--- Task to carry out ---
Every record must be reproduced exactly. Leave none out.

--- Data provided ---
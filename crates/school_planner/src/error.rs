//! Error types for the planner service.

use school_api_client::SchoolApiError;
use thiserror::Error;

/// Planner errors. Any of these aborts the whole operation; there are no partial results.
#[derive(Debug, Error)]
pub enum PlannerError {
    #[error("upstream unavailable: {0}")]
    UpstreamUnavailable(#[from] SchoolApiError),

    #[error("no summer holiday found for {state_code} in {year}")]
    HolidayDataMissing { year: i32, state_code: String },

    #[error("school not found: {0}")]
    SchoolNotFound(String),

    #[error("federal state unresolved for school {0}")]
    StateUnresolved(String),

    #[error("school year not found: {0}")]
    SchoolYearNotFound(String),

    #[error("invalid date: {0}")]
    InvalidDate(String),

    #[error("validation error: {0}")]
    Validation(String),

    #[error("configuration error: {0}")]
    Config(String),
}

/// Result type alias for planner operations.
pub type PlannerResult<T> = Result<T, PlannerError>;
use crate::SchoolApiError;
use secrecy::SecretString;

pub const DEFAULT_BASE_URL: &str = "http://localhost:3030";

#[derive(Clone, Debug)]
pub struct Config {
    pub api_token: SecretString,
    pub base_url: String,
}

impl Config {
    pub fn from_env() -> Result<Self, SchoolApiError> {
        Self::from_env_with(|k| std::env::var(k).ok())
    }

    /// Testable helper that reads configuration values using the provided
    /// function instead of the process environment.
    pub fn from_env_with<F>(mut get: F) -> Result<Self, SchoolApiError>
    where
        F: FnMut(&str) -> Option<String>,
    {
        let token = get("SCHOOL_API_TOKEN")
            .filter(|t| !t.trim().is_empty())
            .ok_or_else(|| SchoolApiError::Config("SCHOOL_API_TOKEN missing".into()))?;
        let base_url = get("SCHOOL_API_URL")
            .filter(|u| !u.trim().is_empty())
            .unwrap_or_else(|| DEFAULT_BASE_URL.into());
        Ok(Self {
            api_token: SecretString::new(token.into()),
            base_url,
        })
    }
}

#[cfg(test)]
mod tests {
    use super::*;
    use secrecy::ExposeSecret;

    #[test]
    fn from_env_missing_token() {
        let get = |k: &str| match k {
            "SCHOOL_API_URL" => Some("http://api.local".into()),
            _ => None,
        };
        assert!(Config::from_env_with(get).is_err());
    }

    #[test]
    fn from_env_blank_token_is_missing() {
        let get = |k: &str| match k {
            "SCHOOL_API_TOKEN" => Some("   ".into()),
            _ => None,
        };
        assert!(Config::from_env_with(get).is_err());
    }

    #[test]
    fn from_env_reads_values() {
        let get = |k: &str| match k {
            "SCHOOL_API_TOKEN" => Some("jwt".into()),
            "SCHOOL_API_URL" => Some("http://api.local".into()),
            _ => None,
        };
        let cfg = Config::from_env_with(get).expect("cfg");
        assert_eq!(cfg.base_url, "http://api.local");
        assert_eq!(cfg.api_token.expose_secret(), "jwt");
    }

    #[test]
    fn from_env_defaults_base_url() {
        let get = |k: &str| match k {
            "SCHOOL_API_TOKEN" => Some("jwt".into()),
            _ => None,
        };
        let cfg = Config::from_env_with(get).expect("cfg");
        assert_eq!(cfg.base_url, DEFAULT_BASE_URL);
    }
}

--- Written reply ---
filename crates/school_planner/src/error.rs
//! Error types for the planner service.

use school_api_client::SchoolApiError;
use thiserror::Error;

/// Planner errors. Any of these aborts the whole operation; there are no partial results.
#[derive(Debug, Error)]
pub enum PlannerError {
    #[error("upstream unavailable: {0}")]
    UpstreamUnavailable(#[from] SchoolApiError),

    #[error("no summer holiday found for {state_code} in {year}")]
    HolidayDataMissing { year: i32, state_code: String },

    #[error("school not found: {0}")]
    SchoolNotFound(String),

    #[error("federal state unresolved for school {0}")]
    StateUnresolved(String),

    #[error("school year not found: {0}")]
    SchoolYearNotFound(String),

    #[error("invalid date: {0}")]
    InvalidDate(String),

    #[error("validation error: {0}")]
    Validation(String),

    #[error("configuration error: {0}")]
    Config(String),
}

/// Result type alias for planner operations.
pub type PlannerResult<T> = Result<T, PlannerError>;
use crate::SchoolApiError;
use secrecy::SecretString;

pub const DEFAULT_BASE_URL: &str = "http://localhost:3030";

#[derive(Clone, Debug)]
pub struct Config {
    pub api_token: SecretString,
    pub base_url: String,
}

impl Config {
    pub fn from_env() -> Result<Self, SchoolApiError> {
        Self::from_env_with(|k| std::env::var(k).ok())
    }

    /// Testable helper that reads configuration values using the provided
    /// function instead of the process environment.
    pub fn from_env_with<F>(mut get: F) -> Result<Self, SchoolApiError>
    where
        F: FnMut(&str) -> Option<String>,
    {
        let token = get("SCHOOL_API_TOKEN")
            .filter(|t| !t.trim().is_empty())
            .ok_or_else(|| SchoolApiError::Config("SCHOOL_API_TOKEN missing".into()))?;
        let base_url = get("SCHOOL_API_URL")
            .filter(|u| !u.trim().is_empty())
            .unwrap_or_else(|| DEFAULT_BASE_URL.into());
        Ok(Self {
            api_token: SecretString::new(token.into()),
            base_url,
        })
    }
}

#[cfg(test)]
mod tests {
    use super::*;
    use secrecy::ExposeSecret;

    #[test]
    fn from_env_missing_token() {
        let get = |k: &str| match k {
            "SCHOOL_API_URL" => Some("http://api.local".into()),
            _ => None,
        };
        assert!(Config::from_env_with(get).is_err());
    }

    #[test]
    fn from_env_blank_token_is_missing() {
        let get = |k: &str| match k {
            "SCHOOL_API_TOKEN" => Some("   ".into()),
            _ => None,
        };
        assert!(Config::from_env_with(get).is_err());
    }

    #[test]
    fn from_env_reads_values() {
        let get = |k: &str| match k {
            "SCHOOL_API_TOKEN" => Some("jwt".into()),
            "SCHOOL_API_URL" => Some("http://api.local".into()),
            _ => None,
        };
        let cfg = Config::from_env_with(get).expect("cfg");
        assert_eq!(cfg.base_url, "http://api.local");
        assert_eq!(cfg.api_token.expose_secret(), "jwt");
    }

    #[test]
    fn from_env_defaults_base_url() {
        let get = |k: &str| match k {
            "SCHOOL_API_TOKEN" => Some("jwt".into()),
            _ => None,
        };
        let cfg = Config::from_env_with(get).expect("cfg");
        assert_eq!(cfg.base_url, DEFAULT_BASE_URL);
    }
}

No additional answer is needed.